• What the exercise asks: For the word "PageRuntime", state the number of lines in the data that contain it, and nothing else.

(Stored data entries)
........
use super::MountId;

/// Errors that can occur while driving embedded players
#[derive(thiserror::Error, Debug, Clone, PartialEq)]
pub enum VideoError {
    /// The embed capability has not been loaded
    #[error("embed capability is not loaded")]
    CapabilityUnavailable,

    /// Loading the embed capability failed
    #[error("failed to load embed capability: {0}")]
    LoadFailed(String),

    /// The page has no element with the given id
    #[error("mount point {0} not found")]
    MountNotFound(MountId),

    /// The embed refused to construct a player
    #[error("failed to construct player: {0}")]
    ConstructionFailed(String),

    /// The player was already destroyed
    #[error("player has been destroyed")]
    PlayerDestroyed,

    /// A playback command failed inside the embed
    #[error("{command} failed: {details}")]
    CommandFailed {
        /// Name of the command
        command: &'static str,
        /// Failure details reported by the embed
        details: String,
    },

    /// The embed reported a state code outside the known set
    #[error("unknown player state code {0}")]
    UnknownState(i32),
}
use std::time::Duration;

use schemars::JsonSchema;
use serde::{Deserialize, Serialize};

/// Timing, retry and fallback policy for the embedded video players.
#[derive(Debug, Clone, Serialize, Deserialize, JsonSchema, PartialEq)]
#[serde(default)]
pub struct VideoConfig {
    /// Delay before retrying a failed capability load, in milliseconds.
    pub capability_retry_delay_ms: u64,

    /// Number of load retries before the fallback fill is applied.
    pub capability_max_retries: u32,

    /// Polling interval while a background player waits for the capability, in milliseconds.
    pub create_poll_interval_ms: u64,

    /// Delay before the detail background checks that autoplay started, in milliseconds.
    pub autoplay_check_delay_ms: u64,

    /// Period of the preview segment monitor, in milliseconds.
    ///
    /// 100 ms keeps the loop-back within a few frames of the segment end
    /// without hammering the embed with position reads.
    pub monitor_interval_ms: u64,

    /// Delay between opening a work and starting its preview, in milliseconds.
    pub preview_start_delay_ms: u64,

    /// Delay between opening a work and starting its detail background, in milliseconds.
    pub detail_start_delay_ms: u64,

    /// CSS fill applied to a background container when video is unavailable.
    pub fallback_fill: String,

    /// Keep autoplay-blocked players silent instead of showing a click-to-play overlay.
    pub suppress_autoplay_overlay: bool,

    /// Page origin passed to the embed.
    pub origin: Option<String>,

    /// Canonical parameters of the home background.
    pub home: HomeBackgroundConfig,
}

impl Default for VideoConfig {
    fn default() -> Self {
        Self {
            capability_retry_delay_ms: 2000,
            capability_max_retries: 1,
            create_poll_interval_ms: 1000,
            autoplay_check_delay_ms: 500,
            monitor_interval_ms: 100,
            preview_start_delay_ms: 1000,
            detail_start_delay_ms: 500,
            fallback_fill: String::from("linear-gradient(135deg, #0a0a0a 0%, #1a1a1a 100%)"),
            suppress_autoplay_overlay: true,
            origin: None,
            home: HomeBackgroundConfig::default(),
        }
    }
}

impl VideoConfig {
    /// Delay before retrying a failed capability load.
    pub fn capability_retry_delay(&self) -> Duration {
        Duration::from_millis(self.capability_retry_delay_ms)
    }

    /// Polling interval for deferred background creation.
    pub fn create_poll_interval(&self) -> Duration {
        Duration::from_millis(self.create_poll_interval_ms)
    }

    /// Delay of the detail autoplay probe.
    pub fn autoplay_check_delay(&self) -> Duration {
        Duration::from_millis(self.autoplay_check_delay_ms)
    }

    /// Period of the preview segment monitor.
    pub fn monitor_interval(&self) -> Duration {
        Duration::from_millis(self.monitor_interval_ms)
    }

    /// Delay between opening a work and its preview.
    pub fn preview_start_delay(&self) -> Duration {
        Duration::from_millis(self.preview_start_delay_ms)
    }

    /// Delay between opening a work and its detail background.
    pub fn detail_start_delay(&self) -> Duration {
        Duration::from_millis(self.detail_start_delay_ms)
    }
}

/// Source and segment of the home page background.
#[derive(Debug, Clone, Serialize, Deserialize, JsonSchema, PartialEq)]
#[serde(default)]
pub struct HomeBackgroundConfig {
    /// Embed source id.
    pub source_id: String,

    /// Offset the loop returns to, in seconds.
    pub start_offset_seconds: f64,

    /// Offset where the embed clips playback, in seconds.
    pub end_offset_seconds: Option<f64>,
}

impl Default for HomeBackgroundConfig {
    fn default() -> Self {
        Self {
            source_id: String::from("9V2tVurYTxc"),
            start_offset_seconds: 2.0,
            end_offset_seconds: Some(110.0),
        }
    }
}
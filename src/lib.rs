//! Showreel - embedded video runtime for a portfolio page.
//!
//! Showreel drives the third-party video embeds of a single-page portfolio:
//!
//! - A readiness gate that loads the embed once, retries, and falls back to a
//!   gradient fill when the embed never arrives
//! - Looping background players for the landing section and the work modal
//! - A short autoplay preview per work, looped or paused at its segment end
//! - A page runtime that sequences the modal and owns every player
//!
//! # Quick Start
//!
//! ```rust,no_run
//! use std::sync::Arc;
//!
//! use showreel::{
//!     config::Config,
//!     page::{PageRuntime, page_surface},
//!     services::video::{SimulatedEmbed, SimulationOptions},
//! };
//!
//! # async fn run() -> Result<(), Box<dyn std::error::Error>> {
//! let config = Config::default();
//! let surface = Arc::new(page_surface(&config.mounts)?);
//! let embed = Arc::new(SimulatedEmbed::new(SimulationOptions::default()));
//!
//! let page = PageRuntime::new(config, embed, surface);
//! page.start().await;
//! # Ok(())
//! # }
//! ```

/// Work catalog consumed by the page.
pub mod catalog;

/// Command-line interface.
pub mod cli;

/// Configuration schema definitions and validation.
pub mod config;

/// Core error types and result aliases.
pub mod core;

/// Page-lifetime player wiring.
pub mod page;

/// Reactive services for the embedded players.
pub mod services;

/// Logging setup.
pub mod tracing_config;

/// Re-exported core types for convenience.
pub use core::{Result, ShowreelError};
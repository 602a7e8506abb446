mod log_level;

pub use log_level::LogLevel;
use schemars::JsonSchema;
use serde::{Deserialize, Serialize};

/// General runtime settings.
#[derive(Debug, Clone, Serialize, Deserialize, JsonSchema, Default, PartialEq)]
pub struct GeneralConfig {
    /// Logging level for the runtime.
    #[serde(default)]
    pub log_level: LogLevel,
}
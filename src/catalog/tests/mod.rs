//! Unit tests for the work catalog
//!
//! Parses in-memory JSON; file loading is covered by the integration tests.

#![allow(clippy::unwrap_used)]

use crate::{ShowreelError, catalog::Catalog, services::video::PreviewSegment};

const WORKS: &str = r#"[
    {
        "title": "MOVING",
        "slug": "moving",
        "year": "2023",
        "format": "Disney+ TV Series",
        "role": "Junior Editor",
        "hero_still_url": "images/works/moving-hero.jpg",
        "youtubeId": "SZFRw7MSPog",
        "previewStartTime": 10,
        "previewEndTime": 40,
        "tags": ["Drama", "Superpowers"],
        "credits": [{ "role": "Junior Editor", "name": "Jongkon Lim" }]
    },
    {
        "title": "Insomnia",
        "slug": "insomnia",
        "youtubeId": "",
        "previewStartTime": 0,
        "previewEndTime": 30
    },
    {
        "title": "Night Shift",
        "slug": "project-title-3",
        "youtubeId": "YCn_VaIucU4",
        "previewStartTime": 1003,
        "previewEndTime": 1183,
        "loopPreview": false,
        "detailBackground": { "startOffsetSeconds": 1003 }
    },
    {
        "title": "Tidal Patterns",
        "slug": "tidal-patterns",
        "youtubeId": "3WJweFedauI"
    }
]"#;

#[test]
fn parses_records_and_ignores_unknown_fields() {
    let catalog = Catalog::from_json_str(WORKS).unwrap();

    assert_eq!(catalog.len(), 4);
    let moving = catalog.get("moving").unwrap();
    assert_eq!(moving.year, "2023");
    assert_eq!(moving.tags, vec!["Drama", "Superpowers"]);
}

#[test]
fn preview_defaults_to_looping() {
    let catalog = Catalog::from_json_str(WORKS).unwrap();

    assert_eq!(
        catalog.get("moving").unwrap().preview_segment(),
        Some(PreviewSegment::new("SZFRw7MSPog", 10.0, 40.0, true))
    );
}

#[test]
fn loop_preview_false_pauses_at_end() {
    let catalog = Catalog::from_json_str(WORKS).unwrap();
    let segment = catalog.get("project-title-3").unwrap().preview_segment().unwrap();

    assert!(!segment.loop_playback);
    assert_eq!(segment.end_offset_seconds, 1183.0);
}

#[test]
fn empty_source_id_means_no_video() {
    let catalog = Catalog::from_json_str(WORKS).unwrap();
    let insomnia = catalog.get("insomnia").unwrap();

    assert_eq!(insomnia.source_id(), None);
    assert_eq!(insomnia.preview_segment(), None);
}

#[test]
fn preview_requires_both_times() {
    let catalog = Catalog::from_json_str(WORKS).unwrap();

    assert_eq!(catalog.get("tidal-patterns").unwrap().preview_segment(), None);
}

#[test]
fn detail_background_is_opt_in() {
    let catalog = Catalog::from_json_str(WORKS).unwrap();

    assert_eq!(
        catalog.get("project-title-3").unwrap().detail_background(),
        Some(("YCn_VaIucU4", 1003.0))
    );
    assert_eq!(catalog.get("moving").unwrap().detail_background(), None);
}

#[test]
fn rejects_duplicate_slugs() {
    let json = r#"[
        { "title": "A", "slug": "same" },
        { "title": "B", "slug": "same" }
    ]"#;

    let err = Catalog::from_json_str(json).unwrap_err();
    assert!(matches!(err, ShowreelError::ConfigValidation { .. }));
}

#[test]
fn malformed_json_reports_location() {
    let err = Catalog::from_json_str("[{").unwrap_err();

    match err {
        ShowreelError::CatalogParseError { location, .. } => assert_eq!(location, "string"),
        other => panic!("unexpected error: {other}"),
    }
}

#[test]
fn inverted_segment_is_kept() {
    let json = r#"[
        { "title": "A", "slug": "a", "youtubeId": "SZFRw7MSPog", "previewStartTime": 40, "previewEndTime": 10 }
    ]"#;

    let catalog = Catalog::from_json_str(json).unwrap();
    let segment = catalog.get("a").unwrap().preview_segment().unwrap();
    assert!(!segment.is_well_formed());
}

#[test]
fn missing_slug_is_not_found() {
    let catalog = Catalog::from_json_str(WORKS).unwrap();

    assert!(matches!(
        catalog.get("nope"),
        Err(ShowreelError::WorkNotFound(slug)) if slug == "nope"
    ));
}
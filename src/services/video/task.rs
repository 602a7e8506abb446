use std::future::Future;

use tokio::task::JoinHandle;

/// Owned background task that is aborted when dropped.
///
/// Timers and event pumps are held through this guard so that dropping the
/// player handle that owns them also stops them.
#[derive(Debug)]
pub(crate) struct TaskGuard {
    handle: Option<JoinHandle<()>>,
}

impl TaskGuard {
    /// Spawn `future` on the runtime and guard it.
    pub(crate) fn spawn<F>(future: F) -> Self
    where
        F: Future<Output = ()> + Send + 'static,
    {
        Self {
            handle: Some(tokio::spawn(future)),
        }
    }

    /// Whether the task has run to completion or was aborted.
    pub(crate) fn is_finished(&self) -> bool {
        self.handle.as_ref().is_none_or(JoinHandle::is_finished)
    }

    /// Release the task without aborting it.
    ///
    /// Used by a task that replaces its own guard while it is still running.
    pub(crate) fn detach(mut self) {
        self.handle.take();
    }
}

impl Drop for TaskGuard {
    fn drop(&mut self) {
        if let Some(handle) = self.handle.take() {
            handle.abort();
        }
    }
}
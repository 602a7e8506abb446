use crate::{
    cli::{CliError, CommandResult},
    config::Config,
};

/// Prints the effective configuration as TOML, or its JSON schema.
///
/// # Errors
/// Returns `CliError::SerializationError` if the output cannot be produced.
pub(crate) fn execute(config: &Config, schema: bool) -> CommandResult {
    if schema {
        let schema = schemars::schema_for!(Config);
        return serde_json::to_string_pretty(&schema)
            .map_err(|e| CliError::SerializationError(e.to_string()));
    }

    Ok(config.to_toml_string()?)
}
use std::time::Duration;

use super::{Harness, advance, settle};
use crate::services::video::{
    ErrorCode, JournalEntry, PlaybackTarget, PlayerCommand, PlayerEvent, PlayerState,
    SimulationOptions, SlotState, Surface, Visibility,
};

#[tokio::test(start_paused = true)]
async fn create_twice_leaves_one_live_player() {
    let harness = Harness::new(SimulationOptions::default());
    let background = harness.background(harness.ready_gate().await);

    background
        .create_player(PlaybackTarget::Home, "abc", 2.0, Some(110.0))
        .await;
    background
        .create_player(PlaybackTarget::Home, "xyz", 2.0, Some(110.0))
        .await;
    settle().await;

    let live = harness.embed.live_on(&harness.config.mounts.home_player());
    assert_eq!(live.len(), 1);
    assert_eq!(live[0].options().source_id, "xyz");
    assert_eq!(
        background.source_id(PlaybackTarget::Home).await.as_deref(),
        Some("xyz")
    );

    let journal = harness.embed.journal();
    let destroyed_first = journal
        .iter()
        .position(|entry| *entry == JournalEntry::Destroyed { player: 1 })
        .unwrap();
    let constructed_second = journal
        .iter()
        .position(|entry| matches!(entry, JournalEntry::Constructed { player: 2, .. }))
        .unwrap();
    assert!(destroyed_first < constructed_second);
}

#[tokio::test(start_paused = true)]
async fn ready_forces_mute_then_plays() {
    let harness = Harness::new(SimulationOptions::default());
    let background = harness.background(harness.ready_gate().await);

    background
        .create_player(PlaybackTarget::Home, "abc", 2.0, Some(110.0))
        .await;
    assert_eq!(
        background.slot_state(PlaybackTarget::Home).await,
        SlotState::Creating
    );
    settle().await;

    let player = harness.embed.latest_player().unwrap();
    assert_eq!(player.commands(), vec![PlayerCommand::Mute, PlayerCommand::Play]);
    assert_eq!(player.state(), PlayerState::Playing);
    assert!(player.options().mute);
    assert!(!player.options().native_loop);
    assert_eq!(
        background.slot_state(PlaybackTarget::Home).await,
        SlotState::Ready
    );
}

#[tokio::test(start_paused = true)]
async fn ended_seeks_back_to_start_and_replays() {
    let harness = Harness::new(SimulationOptions::default());
    let background = harness.background(harness.ready_gate().await);

    background
        .create_player(PlaybackTarget::Home, "abc", 2.0, Some(110.0))
        .await;
    settle().await;

    let player = harness.embed.latest_player().unwrap();
    player.emit(PlayerEvent::StateChange(PlayerState::Ended));
    settle().await;

    assert_eq!(
        player.commands()[2..],
        [PlayerCommand::Seek(2.0), PlayerCommand::Play]
    );
    assert_eq!(
        background.slot_state(PlaybackTarget::Home).await,
        SlotState::Looping
    );
}

#[tokio::test(start_paused = true)]
async fn cleanup_is_idempotent() {
    let harness = Harness::new(SimulationOptions::default());
    let background = harness.background(harness.ready_gate().await);

    background
        .create_player(PlaybackTarget::Home, "abc", 2.0, Some(110.0))
        .await;
    settle().await;
    let player = harness.embed.latest_player().unwrap();

    background.cleanup(PlaybackTarget::Home).await;
    let after_first = harness.embed.journal();
    background.cleanup(PlaybackTarget::Home).await;
    settle().await;

    assert_eq!(harness.embed.journal(), after_first);
    assert!(player.is_destroyed());
    assert_eq!(
        player.commands().iter().filter(|c| **c == PlayerCommand::Stop).count(),
        1
    );
    assert_eq!(harness.destroyed(), 1);
    assert!(!background.has_player(PlaybackTarget::Home).await);
    assert_eq!(
        background.slot_state(PlaybackTarget::Home).await,
        SlotState::Absent
    );
}

#[tokio::test(start_paused = true)]
async fn cleanup_without_player_is_a_no_op() {
    let harness = Harness::new(SimulationOptions::default());
    let background = harness.background(harness.gate());

    background.cleanup(PlaybackTarget::Detail).await;
    background.cleanup(PlaybackTarget::Detail).await;

    assert!(harness.embed.journal().is_empty());
}

#[tokio::test(start_paused = true)]
async fn teardown_completes_when_destroy_fails() {
    let harness = Harness::new(SimulationOptions {
        fail_destroy: true,
        ..SimulationOptions::default()
    });
    let background = harness.background(harness.ready_gate().await);

    background
        .create_player(PlaybackTarget::Home, "abc", 2.0, Some(110.0))
        .await;
    settle().await;
    background.cleanup(PlaybackTarget::Home).await;

    assert!(!background.has_player(PlaybackTarget::Home).await);
    assert_eq!(
        background.slot_state(PlaybackTarget::Home).await,
        SlotState::Absent
    );
}

#[tokio::test(start_paused = true)]
async fn detail_error_applies_fallback_and_keeps_handle() {
    let harness = Harness::new(SimulationOptions::default());
    let background = harness.background(harness.ready_gate().await);
    let container = harness.config.mounts.detail_container();
    assert_eq!(container.as_str(), "modal-yt-background");

    background
        .create_player(PlaybackTarget::Detail, "abc", 0.0, None)
        .await;
    settle().await;

    let player = harness.embed.latest_player().unwrap();
    player.emit(PlayerEvent::Error(ErrorCode(150)));
    settle().await;

    assert_eq!(
        harness.surface.background(&container),
        Some(String::from(
            "linear-gradient(135deg, #0a0a0a 0%, #1a1a1a 100%)"
        ))
    );
    assert!(background.has_player(PlaybackTarget::Detail).await);
    assert!(!player.is_destroyed());
    assert_eq!(
        background.slot_state(PlaybackTarget::Detail).await,
        SlotState::FallbackShown
    );

    background.cleanup(PlaybackTarget::Detail).await;
    assert!(player.is_destroyed());
}

#[tokio::test(start_paused = true)]
async fn deferred_creation_polls_every_interval() {
    let harness = Harness::new(SimulationOptions {
        never_ready: true,
        ..SimulationOptions::default()
    });
    let gate = harness.gate();
    gate.request_capability();
    let background = harness.background(gate);

    background
        .create_player(PlaybackTarget::Home, "abc", 2.0, Some(110.0))
        .await;
    assert_eq!(background.pending_attempts(PlaybackTarget::Home).await, Some(0));

    advance(3500).await;
    assert_eq!(background.pending_attempts(PlaybackTarget::Home).await, Some(3));

    advance(2000).await;
    assert_eq!(background.pending_attempts(PlaybackTarget::Home).await, Some(5));
    assert_eq!(
        background.slot_state(PlaybackTarget::Home).await,
        SlotState::Deferred { attempts: 5 }
    );
    assert_eq!(harness.constructed(), 0);
}

#[tokio::test(start_paused = true)]
async fn deferred_creation_completes_once_ready() {
    let harness = Harness::new(SimulationOptions {
        load_latency: Duration::from_millis(2500),
        ..SimulationOptions::default()
    });
    let gate = harness.gate();
    gate.request_capability();
    let background = harness.background(gate);

    background
        .create_player(PlaybackTarget::Home, "abc", 2.0, Some(110.0))
        .await;
    advance(2900).await;
    assert!(!background.has_player(PlaybackTarget::Home).await);

    advance(200).await;
    assert!(background.has_player(PlaybackTarget::Home).await);
    assert_eq!(background.pending_attempts(PlaybackTarget::Home).await, None);
    assert_eq!(harness.constructed(), 1);
}

#[tokio::test(start_paused = true)]
async fn cleanup_cancels_deferred_creation() {
    let harness = Harness::new(SimulationOptions {
        load_latency: Duration::from_millis(3000),
        ..SimulationOptions::default()
    });
    let gate = harness.gate();
    gate.request_capability();
    let background = harness.background(gate.clone());

    background
        .create_player(PlaybackTarget::Home, "abc", 2.0, Some(110.0))
        .await;
    advance(1500).await;
    background.cleanup(PlaybackTarget::Home).await;

    advance(5000).await;
    assert!(gate.is_ready());
    assert_eq!(harness.constructed(), 0);
    assert_eq!(
        background.slot_state(PlaybackTarget::Home).await,
        SlotState::Absent
    );
}

#[tokio::test(start_paused = true)]
async fn newer_create_supersedes_deferred_one() {
    let harness = Harness::new(SimulationOptions {
        load_latency: Duration::from_millis(2500),
        ..SimulationOptions::default()
    });
    let gate = harness.gate();
    gate.request_capability();
    let background = harness.background(gate);

    background
        .create_player(PlaybackTarget::Home, "abc", 2.0, Some(110.0))
        .await;
    advance(400).await;
    background
        .create_player(PlaybackTarget::Home, "xyz", 2.0, Some(110.0))
        .await;
    advance(4000).await;

    assert_eq!(harness.constructed(), 1);
    assert_eq!(
        background.source_id(PlaybackTarget::Home).await.as_deref(),
        Some("xyz")
    );
}

#[tokio::test(start_paused = true)]
async fn targets_are_independent() {
    let harness = Harness::new(SimulationOptions::default());
    let background = harness.background(harness.ready_gate().await);

    background.create_home().await;
    background
        .create_player(PlaybackTarget::Detail, "abc", 0.0, None)
        .await;
    settle().await;
    background.cleanup(PlaybackTarget::Detail).await;

    assert!(background.has_player(PlaybackTarget::Home).await);
    assert_eq!(harness.embed.live_players().len(), 1);
}

#[tokio::test(start_paused = true)]
async fn ensure_ready_recreates_missing_home_only() {
    let harness = Harness::new(SimulationOptions::default());
    let background = harness.background(harness.ready_gate().await);

    background.ensure_ready(PlaybackTarget::Detail).await;
    assert_eq!(harness.constructed(), 0);

    background.ensure_ready(PlaybackTarget::Home).await;
    background.ensure_ready(PlaybackTarget::Home).await;
    settle().await;

    assert_eq!(harness.constructed(), 1);
    let player = harness.embed.latest_player().unwrap();
    let home = &harness.config.video.home;
    assert_eq!(player.options().source_id, home.source_id);
    assert_eq!(player.options().start, home.start_offset_seconds);
    assert_eq!(player.options().end, home.end_offset_seconds);
}

#[tokio::test(start_paused = true)]
async fn missing_mount_leaves_slot_absent() {
    let harness = Harness::new(SimulationOptions::default());
    harness
        .surface
        .remove(&harness.config.mounts.detail_container());
    let background = harness.background(harness.ready_gate().await);

    background
        .create_player(PlaybackTarget::Detail, "abc", 0.0, None)
        .await;

    assert_eq!(harness.constructed(), 0);
    assert_eq!(
        background.slot_state(PlaybackTarget::Detail).await,
        SlotState::Absent
    );
}

#[tokio::test(start_paused = true)]
async fn blocked_detail_autoplay_is_silent_by_default() {
    let harness = Harness::new(SimulationOptions {
        autoplay_blocked: true,
        ..SimulationOptions::default()
    });
    let background = harness.background(harness.ready_gate().await);

    background
        .create_player(PlaybackTarget::Detail, "abc", 0.0, None)
        .await;
    advance(600).await;

    let overlay = harness.config.mounts.play_overlay();
    assert_eq!(harness.surface.visibility(&overlay), Visibility::Default);
    assert_eq!(
        harness.surface.background(&harness.config.mounts.detail_container()),
        None
    );
    assert!(background.has_player(PlaybackTarget::Detail).await);
}

#[tokio::test(start_paused = true)]
async fn blocked_detail_autoplay_shows_overlay_when_not_suppressed() {
    let mut config = crate::config::Config::default();
    config.video.suppress_autoplay_overlay = false;
    let harness = Harness::with_config(
        config,
        SimulationOptions {
            autoplay_blocked: true,
            ..SimulationOptions::default()
        },
    );
    let background = harness.background(harness.ready_gate().await);

    background
        .create_player(PlaybackTarget::Detail, "abc", 0.0, None)
        .await;
    advance(400).await;
    let overlay = harness.config.mounts.play_overlay();
    assert_eq!(harness.surface.visibility(&overlay), Visibility::Default);

    advance(200).await;
    assert_eq!(harness.surface.visibility(&overlay), Visibility::Shown);
}

#[tokio::test(start_paused = true)]
async fn home_has_no_autoplay_probe() {
    let mut config = crate::config::Config::default();
    config.video.suppress_autoplay_overlay = false;
    let harness = Harness::with_config(
        config,
        SimulationOptions {
            autoplay_blocked: true,
            ..SimulationOptions::default()
        },
    );
    let background = harness.background(harness.ready_gate().await);

    background.create_home().await;
    advance(1000).await;

    let overlay = harness.config.mounts.play_overlay();
    assert_eq!(harness.surface.visibility(&overlay), Visibility::Default);
}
........
• Worked solution: 2